Please repeat, from the entries that follow, the lines from the one containing "filename services/proxy/src/proxy/relay.rs" through the one containing "result = &mut to_client" exactly, adding nothing.

- Dataset items
--*--

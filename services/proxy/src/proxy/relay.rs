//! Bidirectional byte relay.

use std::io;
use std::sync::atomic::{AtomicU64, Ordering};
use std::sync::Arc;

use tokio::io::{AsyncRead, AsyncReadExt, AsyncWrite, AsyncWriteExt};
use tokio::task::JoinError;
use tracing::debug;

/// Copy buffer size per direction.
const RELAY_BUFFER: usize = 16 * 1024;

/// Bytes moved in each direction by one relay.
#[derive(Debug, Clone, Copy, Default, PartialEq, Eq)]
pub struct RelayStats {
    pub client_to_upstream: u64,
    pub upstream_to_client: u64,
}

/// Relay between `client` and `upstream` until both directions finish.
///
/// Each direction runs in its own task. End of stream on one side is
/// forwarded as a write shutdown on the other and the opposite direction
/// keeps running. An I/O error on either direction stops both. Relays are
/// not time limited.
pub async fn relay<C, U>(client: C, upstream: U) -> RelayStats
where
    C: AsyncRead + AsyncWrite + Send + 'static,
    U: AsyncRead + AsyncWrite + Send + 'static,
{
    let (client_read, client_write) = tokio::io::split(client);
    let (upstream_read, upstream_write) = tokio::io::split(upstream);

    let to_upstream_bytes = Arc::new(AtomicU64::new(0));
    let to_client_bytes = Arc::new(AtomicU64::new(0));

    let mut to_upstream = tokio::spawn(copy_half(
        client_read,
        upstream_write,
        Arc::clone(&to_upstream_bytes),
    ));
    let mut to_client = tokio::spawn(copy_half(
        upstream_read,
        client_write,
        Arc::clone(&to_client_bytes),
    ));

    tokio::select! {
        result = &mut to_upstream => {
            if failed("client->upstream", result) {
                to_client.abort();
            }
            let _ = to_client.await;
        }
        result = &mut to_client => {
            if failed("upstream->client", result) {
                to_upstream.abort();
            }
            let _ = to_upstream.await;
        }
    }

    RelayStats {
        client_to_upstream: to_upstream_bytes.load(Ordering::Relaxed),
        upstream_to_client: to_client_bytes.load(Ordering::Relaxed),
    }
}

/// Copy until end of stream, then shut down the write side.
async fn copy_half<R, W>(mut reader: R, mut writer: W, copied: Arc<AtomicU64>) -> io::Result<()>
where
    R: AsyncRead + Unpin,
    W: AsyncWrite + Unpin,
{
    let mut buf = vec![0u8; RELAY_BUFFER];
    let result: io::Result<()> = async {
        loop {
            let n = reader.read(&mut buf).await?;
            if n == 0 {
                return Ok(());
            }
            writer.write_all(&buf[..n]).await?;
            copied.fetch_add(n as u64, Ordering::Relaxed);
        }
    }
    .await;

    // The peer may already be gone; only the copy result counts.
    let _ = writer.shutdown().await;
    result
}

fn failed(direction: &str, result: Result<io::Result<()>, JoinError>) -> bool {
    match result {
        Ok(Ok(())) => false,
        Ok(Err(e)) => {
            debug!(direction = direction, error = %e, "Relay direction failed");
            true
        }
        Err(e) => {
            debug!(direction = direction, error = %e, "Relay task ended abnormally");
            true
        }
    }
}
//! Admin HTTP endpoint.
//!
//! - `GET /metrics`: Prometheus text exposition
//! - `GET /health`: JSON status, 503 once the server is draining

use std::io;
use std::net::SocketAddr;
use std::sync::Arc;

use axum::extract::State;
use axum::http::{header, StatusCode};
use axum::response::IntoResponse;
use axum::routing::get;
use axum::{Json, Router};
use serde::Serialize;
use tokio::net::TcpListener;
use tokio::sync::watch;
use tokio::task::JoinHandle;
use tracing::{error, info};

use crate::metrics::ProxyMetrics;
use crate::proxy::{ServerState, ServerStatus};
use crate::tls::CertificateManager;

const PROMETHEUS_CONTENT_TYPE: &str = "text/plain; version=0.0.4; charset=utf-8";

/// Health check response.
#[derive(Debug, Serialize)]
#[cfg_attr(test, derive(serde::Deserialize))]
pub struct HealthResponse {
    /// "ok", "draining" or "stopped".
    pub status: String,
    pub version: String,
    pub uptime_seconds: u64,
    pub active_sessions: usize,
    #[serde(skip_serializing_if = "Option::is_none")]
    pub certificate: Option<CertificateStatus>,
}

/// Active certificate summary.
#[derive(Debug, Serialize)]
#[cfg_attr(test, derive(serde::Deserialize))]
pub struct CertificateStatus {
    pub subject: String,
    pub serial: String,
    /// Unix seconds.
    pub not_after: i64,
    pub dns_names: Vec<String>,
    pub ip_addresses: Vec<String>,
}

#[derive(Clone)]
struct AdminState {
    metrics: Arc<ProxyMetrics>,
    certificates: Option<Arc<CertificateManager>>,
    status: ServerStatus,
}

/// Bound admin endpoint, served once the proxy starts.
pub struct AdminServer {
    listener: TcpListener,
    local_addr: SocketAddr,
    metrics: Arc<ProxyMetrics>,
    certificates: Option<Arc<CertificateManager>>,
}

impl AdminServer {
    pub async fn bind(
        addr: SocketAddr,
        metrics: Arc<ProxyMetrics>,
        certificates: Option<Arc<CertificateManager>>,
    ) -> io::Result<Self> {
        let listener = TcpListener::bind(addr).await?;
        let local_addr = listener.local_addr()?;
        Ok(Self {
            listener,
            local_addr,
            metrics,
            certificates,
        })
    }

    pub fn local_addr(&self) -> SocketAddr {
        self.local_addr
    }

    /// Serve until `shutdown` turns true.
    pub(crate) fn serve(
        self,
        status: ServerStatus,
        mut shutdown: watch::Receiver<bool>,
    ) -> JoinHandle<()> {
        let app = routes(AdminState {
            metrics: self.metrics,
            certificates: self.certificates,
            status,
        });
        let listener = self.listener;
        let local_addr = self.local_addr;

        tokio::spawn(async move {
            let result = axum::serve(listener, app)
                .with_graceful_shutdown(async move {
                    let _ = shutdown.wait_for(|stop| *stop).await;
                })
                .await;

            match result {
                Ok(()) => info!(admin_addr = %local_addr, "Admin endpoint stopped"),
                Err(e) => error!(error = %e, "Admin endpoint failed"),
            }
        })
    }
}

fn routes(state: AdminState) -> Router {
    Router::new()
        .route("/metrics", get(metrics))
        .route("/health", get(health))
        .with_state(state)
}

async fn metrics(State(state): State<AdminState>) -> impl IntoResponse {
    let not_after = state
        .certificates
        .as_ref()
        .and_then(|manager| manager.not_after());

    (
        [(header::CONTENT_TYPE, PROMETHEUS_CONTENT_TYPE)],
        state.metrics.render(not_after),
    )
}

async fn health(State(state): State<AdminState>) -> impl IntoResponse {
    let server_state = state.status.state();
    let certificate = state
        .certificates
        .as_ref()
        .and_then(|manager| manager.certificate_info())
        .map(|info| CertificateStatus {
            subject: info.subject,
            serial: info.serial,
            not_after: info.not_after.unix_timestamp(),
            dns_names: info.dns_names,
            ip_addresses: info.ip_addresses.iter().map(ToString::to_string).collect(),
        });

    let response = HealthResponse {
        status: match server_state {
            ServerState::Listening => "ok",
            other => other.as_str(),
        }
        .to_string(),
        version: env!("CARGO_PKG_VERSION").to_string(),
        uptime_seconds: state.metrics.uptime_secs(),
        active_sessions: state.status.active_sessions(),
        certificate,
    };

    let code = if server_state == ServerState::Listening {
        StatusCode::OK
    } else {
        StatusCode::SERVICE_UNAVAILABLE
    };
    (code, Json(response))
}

--*--

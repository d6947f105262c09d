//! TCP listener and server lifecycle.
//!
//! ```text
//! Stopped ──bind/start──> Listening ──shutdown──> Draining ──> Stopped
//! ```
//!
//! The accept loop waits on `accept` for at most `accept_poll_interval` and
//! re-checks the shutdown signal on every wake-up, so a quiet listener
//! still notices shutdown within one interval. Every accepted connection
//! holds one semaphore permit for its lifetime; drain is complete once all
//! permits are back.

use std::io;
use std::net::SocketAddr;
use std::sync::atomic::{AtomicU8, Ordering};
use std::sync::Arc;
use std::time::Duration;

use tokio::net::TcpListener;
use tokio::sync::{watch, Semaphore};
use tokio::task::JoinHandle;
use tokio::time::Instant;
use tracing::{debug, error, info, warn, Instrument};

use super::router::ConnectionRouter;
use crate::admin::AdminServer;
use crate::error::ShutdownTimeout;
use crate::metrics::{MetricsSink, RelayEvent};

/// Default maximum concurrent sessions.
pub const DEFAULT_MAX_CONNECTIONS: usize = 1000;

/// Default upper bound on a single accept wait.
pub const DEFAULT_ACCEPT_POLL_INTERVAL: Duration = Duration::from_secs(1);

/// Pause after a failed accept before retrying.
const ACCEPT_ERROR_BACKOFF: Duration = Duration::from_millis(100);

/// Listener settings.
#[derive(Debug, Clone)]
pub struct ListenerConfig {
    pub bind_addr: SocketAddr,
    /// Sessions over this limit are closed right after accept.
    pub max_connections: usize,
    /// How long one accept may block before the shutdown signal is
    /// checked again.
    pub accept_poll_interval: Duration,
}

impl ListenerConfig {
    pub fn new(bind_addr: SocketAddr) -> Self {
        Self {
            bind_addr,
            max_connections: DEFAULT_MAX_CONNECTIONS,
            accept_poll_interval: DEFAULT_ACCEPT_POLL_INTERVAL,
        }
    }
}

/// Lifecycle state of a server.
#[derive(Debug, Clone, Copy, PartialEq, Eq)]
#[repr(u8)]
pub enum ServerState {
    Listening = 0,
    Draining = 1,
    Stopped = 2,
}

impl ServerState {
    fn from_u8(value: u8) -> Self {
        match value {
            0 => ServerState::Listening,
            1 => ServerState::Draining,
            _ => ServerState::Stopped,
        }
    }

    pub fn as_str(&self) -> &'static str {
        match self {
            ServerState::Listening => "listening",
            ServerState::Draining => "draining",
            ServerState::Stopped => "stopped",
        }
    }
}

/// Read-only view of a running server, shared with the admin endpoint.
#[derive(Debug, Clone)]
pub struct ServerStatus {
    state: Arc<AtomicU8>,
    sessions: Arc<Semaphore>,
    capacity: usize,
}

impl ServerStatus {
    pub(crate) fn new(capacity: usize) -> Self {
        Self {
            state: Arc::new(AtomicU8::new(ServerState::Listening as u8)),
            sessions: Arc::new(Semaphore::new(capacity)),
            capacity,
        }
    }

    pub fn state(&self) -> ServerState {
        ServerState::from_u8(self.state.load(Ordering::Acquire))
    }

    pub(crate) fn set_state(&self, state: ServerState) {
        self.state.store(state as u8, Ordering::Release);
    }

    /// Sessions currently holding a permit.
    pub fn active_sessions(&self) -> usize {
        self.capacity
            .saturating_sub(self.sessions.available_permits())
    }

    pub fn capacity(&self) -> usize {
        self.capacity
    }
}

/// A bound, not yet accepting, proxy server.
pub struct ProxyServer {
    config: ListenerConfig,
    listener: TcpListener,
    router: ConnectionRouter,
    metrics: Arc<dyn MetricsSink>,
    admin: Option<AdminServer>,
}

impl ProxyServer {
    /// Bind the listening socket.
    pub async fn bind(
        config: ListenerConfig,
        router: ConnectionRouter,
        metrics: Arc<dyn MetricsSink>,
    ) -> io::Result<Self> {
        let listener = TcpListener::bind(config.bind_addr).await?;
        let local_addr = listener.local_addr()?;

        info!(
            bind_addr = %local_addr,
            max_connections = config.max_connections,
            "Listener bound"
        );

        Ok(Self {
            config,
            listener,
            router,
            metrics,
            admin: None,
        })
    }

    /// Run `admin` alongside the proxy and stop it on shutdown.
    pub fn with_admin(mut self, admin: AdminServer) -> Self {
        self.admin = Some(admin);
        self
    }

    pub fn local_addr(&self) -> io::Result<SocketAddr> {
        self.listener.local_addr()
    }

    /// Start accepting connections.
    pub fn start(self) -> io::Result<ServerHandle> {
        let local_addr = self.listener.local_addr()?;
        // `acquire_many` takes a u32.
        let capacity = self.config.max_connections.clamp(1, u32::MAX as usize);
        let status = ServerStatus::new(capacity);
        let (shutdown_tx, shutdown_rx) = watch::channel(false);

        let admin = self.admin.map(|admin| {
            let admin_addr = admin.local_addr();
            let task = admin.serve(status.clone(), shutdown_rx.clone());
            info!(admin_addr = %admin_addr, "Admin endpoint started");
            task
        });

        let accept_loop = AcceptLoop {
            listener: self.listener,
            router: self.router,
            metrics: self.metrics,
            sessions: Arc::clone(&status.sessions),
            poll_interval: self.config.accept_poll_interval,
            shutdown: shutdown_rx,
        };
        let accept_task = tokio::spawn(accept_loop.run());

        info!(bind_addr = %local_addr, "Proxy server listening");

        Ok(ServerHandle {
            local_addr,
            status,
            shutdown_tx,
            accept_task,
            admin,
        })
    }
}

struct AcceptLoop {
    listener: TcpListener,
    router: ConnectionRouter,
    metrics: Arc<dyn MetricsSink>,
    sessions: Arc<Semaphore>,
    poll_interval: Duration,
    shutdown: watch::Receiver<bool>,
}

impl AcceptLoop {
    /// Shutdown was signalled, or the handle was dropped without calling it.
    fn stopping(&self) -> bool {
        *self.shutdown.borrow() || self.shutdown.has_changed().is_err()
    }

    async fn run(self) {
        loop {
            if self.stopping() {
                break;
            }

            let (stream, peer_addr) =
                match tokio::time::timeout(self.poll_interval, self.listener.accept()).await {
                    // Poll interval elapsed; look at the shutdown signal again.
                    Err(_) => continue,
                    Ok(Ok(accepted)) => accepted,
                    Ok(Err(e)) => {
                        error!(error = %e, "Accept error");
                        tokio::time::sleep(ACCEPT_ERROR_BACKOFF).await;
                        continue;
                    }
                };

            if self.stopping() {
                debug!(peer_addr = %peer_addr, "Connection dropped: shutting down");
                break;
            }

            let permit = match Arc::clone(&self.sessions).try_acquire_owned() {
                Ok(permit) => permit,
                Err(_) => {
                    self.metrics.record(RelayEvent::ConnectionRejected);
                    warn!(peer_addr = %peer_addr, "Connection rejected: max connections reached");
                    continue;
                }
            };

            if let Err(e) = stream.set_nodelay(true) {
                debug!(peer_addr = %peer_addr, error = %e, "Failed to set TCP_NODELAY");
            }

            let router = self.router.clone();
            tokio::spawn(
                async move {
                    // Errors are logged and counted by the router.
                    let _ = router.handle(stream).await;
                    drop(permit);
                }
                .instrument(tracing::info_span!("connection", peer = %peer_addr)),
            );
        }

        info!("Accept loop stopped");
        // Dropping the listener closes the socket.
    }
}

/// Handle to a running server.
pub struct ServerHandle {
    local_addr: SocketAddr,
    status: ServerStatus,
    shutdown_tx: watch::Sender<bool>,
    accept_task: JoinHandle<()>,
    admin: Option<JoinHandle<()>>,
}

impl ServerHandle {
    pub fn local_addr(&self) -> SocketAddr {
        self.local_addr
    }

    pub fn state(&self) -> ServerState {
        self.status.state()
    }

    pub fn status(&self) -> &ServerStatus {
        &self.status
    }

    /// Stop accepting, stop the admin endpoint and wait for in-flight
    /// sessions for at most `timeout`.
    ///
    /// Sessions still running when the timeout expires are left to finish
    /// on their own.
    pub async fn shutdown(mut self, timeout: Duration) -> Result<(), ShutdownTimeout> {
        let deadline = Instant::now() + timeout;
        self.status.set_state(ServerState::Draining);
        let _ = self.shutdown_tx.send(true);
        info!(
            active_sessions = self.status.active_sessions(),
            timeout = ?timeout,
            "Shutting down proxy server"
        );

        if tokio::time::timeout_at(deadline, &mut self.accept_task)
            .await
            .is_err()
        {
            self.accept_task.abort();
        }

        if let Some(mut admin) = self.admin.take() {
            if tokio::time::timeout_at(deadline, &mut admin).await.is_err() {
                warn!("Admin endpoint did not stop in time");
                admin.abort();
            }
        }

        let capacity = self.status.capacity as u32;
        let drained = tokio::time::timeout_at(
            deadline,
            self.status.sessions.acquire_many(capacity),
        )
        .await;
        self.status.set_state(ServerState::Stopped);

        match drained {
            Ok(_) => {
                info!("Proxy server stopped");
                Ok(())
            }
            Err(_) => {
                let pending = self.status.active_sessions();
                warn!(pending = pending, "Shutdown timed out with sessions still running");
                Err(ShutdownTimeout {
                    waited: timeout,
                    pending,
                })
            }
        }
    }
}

--*--

- Result of the task
filename services/proxy/src/proxy/relay.rs
//! Bidirectional byte relay.

use std::io;
use std::sync::atomic::{AtomicU64, Ordering};
use std::sync::Arc;

use tokio::io::{AsyncRead, AsyncReadExt, AsyncWrite, AsyncWriteExt};
use tokio::task::JoinError;
use tracing::debug;

/// Copy buffer size per direction.
const RELAY_BUFFER: usize = 16 * 1024;

/// Bytes moved in each direction by one relay.
#[derive(Debug, Clone, Copy, Default, PartialEq, Eq)]
pub struct RelayStats {
    pub client_to_upstream: u64,
    pub upstream_to_client: u64,
}

/// Relay between `client` and `upstream` until both directions finish.
///
/// Each direction runs in its own task. End of stream on one side is
/// forwarded as a write shutdown on the other and the opposite direction
/// keeps running. An I/O error on either direction stops both. Relays are
/// not time limited.
pub async fn relay<C, U>(client: C, upstream: U) -> RelayStats
where
    C: AsyncRead + AsyncWrite + Send + 'static,
    U: AsyncRead + AsyncWrite + Send + 'static,
{
    let (client_read, client_write) = tokio::io::split(client);
    let (upstream_read, upstream_write) = tokio::io::split(upstream);

    let to_upstream_bytes = Arc::new(AtomicU64::new(0));
    let to_client_bytes = Arc::new(AtomicU64::new(0));

    let mut to_upstream = tokio::spawn(copy_half(
        client_read,
        upstream_write,
        Arc::clone(&to_upstream_bytes),
    ));
    let mut to_client = tokio::spawn(copy_half(
        upstream_read,
        client_write,
        Arc::clone(&to_client_bytes),
    ));

    tokio::select! {
        result = &mut to_upstream => {
            if failed("client->upstream", result) {
                to_client.abort();
            }
            let _ = to_client.await;
        }
        result = &mut to_client => {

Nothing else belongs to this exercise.